▸ **Task goal**:
Set down, please, exactly the lines below that run from the line with "pub type WindowHandle = isize;" to the line with "pub trait UiBackend: Send", both lines included.

================================

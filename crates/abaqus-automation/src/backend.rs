//! Seam between the automation logic and the OS accessibility backend.
//!
//! Everything above this module reasons in terms of these traits; the
//! Windows UI Automation implementation lives in [`crate::platforms`] and a
//! scriptable in-memory implementation in [`crate::mock`]. Nodes and
//! connections are transient references into a live UI tree: they are only
//! valid for the duration of one operation and are never cached, with the
//! single exception of the locator's session pair.

use std::time::Duration;

use crate::errors::AutomationError;

/// Opaque OS-level identifier of a top-level window. Becomes invalid when
/// the underlying window closes.
pub type WindowHandle = isize;

#[derive(Debug, Clone)]
pub struct TopLevelWindow {
    pub handle: WindowHandle,
    pub title: String,
}

/// The accessibility roles this crate cares about. Deliberately tiny: the
/// Abaqus tree is searched by role plus heuristics, never by automation ID,
/// because the application exposes none that survive a version bump.
#[derive(Debug, Clone, Copy, PartialEq, Eq, Hash)]
pub enum ControlRole {
    Window,
    Pane,
    Edit,
    Button,
}

#[derive(Debug, Clone, Copy, Default, PartialEq, Eq)]
pub struct Bounds {
    pub width: i32,
    pub height: i32,
}

/// Entry point: window enumeration, process introspection and connection.
pub trait UiBackend: Send + Sync {
    fn top_level_windows(&self) -> Result<Vec<TopLevelWindow>, AutomationError>;

    /// Executable name of the process owning `window`.
    fn process_name(&self, window: WindowHandle) -> Result<String, AutomationError>;

    /// Attaches to the process owning `window`, bounded by `timeout`.
    fn connect(
        &self,
        window: WindowHandle,
        timeout: Duration,
    ) -> Result<Box<dyn UiConnection>, AutomationError>;
}

/// A live attachment to one process's UI tree.
pub trait UiConnection: Send {
    /// The window object for a previously enumerated handle.
    fn window(&self, handle: WindowHandle) -> Result<Box<dyn UiNode>, AutomationError>;

    /// The process's current top-level window, whichever the backend reports.
    fn top_window(&self) -> Result<Box<dyn UiNode>, AutomationError>;

    /// The process's currently active (focused) window.
    fn active_window(&self) -> Result<Box<dyn UiNode>, AutomationError>;
}

/// One element of the accessibility tree.
pub trait UiNode: Send {
    fn exists(&self) -> bool;
    fn is_visible(&self) -> bool;
    fn is_minimized(&self) -> bool;
    /// Whether the element accepts user edits (value pattern not read-only).
    fn is_editable(&self) -> bool;
    fn title(&self) -> String;
    fn class_name(&self) -> String;
    fn bounds(&self) -> Bounds;

    fn restore(&self) -> Result<(), AutomationError>;
    fn focus(&self) -> Result<(), AutomationError>;
    /// Walks the window's menu bar along `path` and activates the last item.
    fn select_menu_path(&self, path: &[String]) -> Result<(), AutomationError>;

    /// Visible windows anywhere below this node (recursive).
    fn visible_child_windows(&self) -> Vec<Box<dyn UiNode>>;
    /// All descendants of the given role, in tree order.
    fn descendants(&self, role: ControlRole) -> Vec<Box<dyn UiNode>>;
    /// Descendant of `role` whose accessible name is exactly `name`.
    fn find_by_name(&self, role: ControlRole, name: &str) -> Option<Box<dyn UiNode>>;
    /// The `index`-th descendant of `role`.
    fn find_by_index(&self, role: ControlRole, index: usize) -> Option<Box<dyn UiNode>>;
    /// First descendant of `role`, found by the cheapest lookup the backend has.
    fn first_of_role(&self, role: ControlRole) -> Option<Box<dyn UiNode>>;

    fn set_text(&self, text: &str) -> Result<(), AutomationError>;
    /// The element's displayed text as the backend reports it: a nested
    /// grouping of lines where groups and lines may be empty.
    fn text_blocks(&self) -> Vec<Vec<String>>;
    fn invoke(&self) -> Result<(), AutomationError>;
    fn close(&self) -> Result<(), AutomationError>;
}
pub mod prompt;
pub mod server;
pub mod utils;

pub use server::AbaqusWrapper;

================================

▸ **Answer**:
pub type WindowHandle = isize;

#[derive(Debug, Clone)]
pub struct TopLevelWindow {
    pub handle: WindowHandle,
    pub title: String,
}

/// The accessibility roles this crate cares about. Deliberately tiny: the
/// Abaqus tree is searched by role plus heuristics, never by automation ID,
/// because the application exposes none that survive a version bump.
#[derive(Debug, Clone, Copy, PartialEq, Eq, Hash)]
pub enum ControlRole {
    Window,
    Pane,
    Edit,
    Button,
}

#[derive(Debug, Clone, Copy, Default, PartialEq, Eq)]
pub struct Bounds {
    pub width: i32,
    pub height: i32,
}

/// Entry point: window enumeration, process introspection and connection.
pub trait UiBackend: Send + Sync {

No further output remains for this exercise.